According to the petitioner, limitation of the risk of loss is possible through guaranteed stop-loss orders (GSLOs), which function like a regular stop-loss order except that, with GSLOs, the closing of trades at the specified price is guaranteed irrespective of market volatility or gapping.
The petitioners went on to say that considerable investor protection concerns essentially exist solely owing to the existence of unlicensed CFD providers active on the German market as well as owing to misleading advertising promises by these unregulated providers or by CFD providers regulated by supervisory authorities in jurisdictions with lower regulatory standards compared to those maintained by BaFin.
Some petitioners claimed that the planned measure is disproportionate and is a misuse of discretion; in particular, they contended that the measure is unnecessary.

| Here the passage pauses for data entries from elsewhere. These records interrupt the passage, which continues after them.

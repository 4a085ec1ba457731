//! Calendar pipeline: window → buckets → geometry

use chrono::{DateTime, Local};
use serde::Serialize;

use crate::services::bucketizer::GridBucketizer;
use crate::services::layout::{LayoutEngine, LayoutTuning};
use crate::services::window::WindowResolver;
use crate::types::{Bucket, EventCounts, Geometry, Shade, Window};

/// Per-call configuration
#[derive(Debug, Clone, Copy, PartialEq)]
pub struct GridConfig {
    /// Reference instant; `None` means now
    pub until: Option<DateTime<Local>>,
    pub canvas_width: u32,
    pub weeks_shown: i64,
}

impl Default for GridConfig {
    fn default() -> Self {
        Self {
            until: None,
            canvas_width: 800,
            weeks_shown: 53,
        }
    }
}

impl GridConfig {
    pub fn reference(&self) -> DateTime<Local> {
        self.until.unwrap_or_else(Local::now)
    }
}

/// Everything a renderer needs for one frame
#[derive(Debug, Clone, Serialize)]
pub struct CalendarView {
    pub window: Window,
    pub buckets: Vec<Bucket>,
    pub geometry: Geometry,
    pub max_count: u64,
}

/// Runs the full pipeline with a fixed set of tuning constants
#[derive(Debug, Clone, Copy, Default)]
pub struct GridCalendar {
    engine: LayoutEngine,
}

impl GridCalendar {
    pub fn new(tuning: LayoutTuning) -> Self {
        Self {
            engine: LayoutEngine::new(tuning),
        }
    }

    pub fn engine(&self) -> &LayoutEngine {
        &self.engine
    }

    pub fn compute(
        &self,
        events: &EventCounts,
        config: &GridConfig,
        hovered: Option<usize>,
    ) -> CalendarView {
        let window = WindowResolver::resolve(config.reference(), config.weeks_shown);
        let buckets = GridBucketizer::bucketize(events, &window);
        let max_count = LayoutEngine::max_count(&buckets);
        let geometry = self
            .engine
            .layout(&buckets, config.canvas_width, config.weeks_shown, hovered);

        log::debug!(
            "computed {} buckets over {} weeks ending {} (max {})",
            buckets.len(),
            window.weeks(),
            window.reference_date,
            max_count
        );

        CalendarView {
            window,
            buckets,
            geometry,
            max_count,
        }
    }

    /// Re-run layout for a new hover target, keeping the buckets
    pub fn relayout(&self, view: &mut CalendarView, config: &GridConfig, hovered: Option<usize>) {
        view.geometry =
            self.engine
                .layout(&view.buckets, config.canvas_width, config.weeks_shown, hovered);
    }

    /// Fill for the bucket at `index`
    pub fn shade(&self, view: &CalendarView, index: usize) -> Option<Shade> {
        view.buckets
            .get(index)
            .map(|b| self.engine.shade(b.count, view.max_count))
    }
}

They suggested a wide range of more moderate measures. The less drastic measures proposed by the petitioners consisted essentially of: warnings by BaFin, an intensification of efforts to advise clients with regard to risk (for example using the key information documents to be introduced under the Regulation on key information documents for packaged retail and insurance-based investment products (PRIIPs Regulation)), limiting leverage, the option of allowing investors to limit the additional payments obligation themselves, a potential self-commitment on the part of the CFD providers, a restriction solely on active distribution and marketing, prohibition of bonus incentives for the initial CFD transactions or the opening of CFD accounts, detailed rules for dealing with conflicts of interest and unfair business practices as well as a mandatory disclosure of general figures relating to profits and losses for CFD transactions.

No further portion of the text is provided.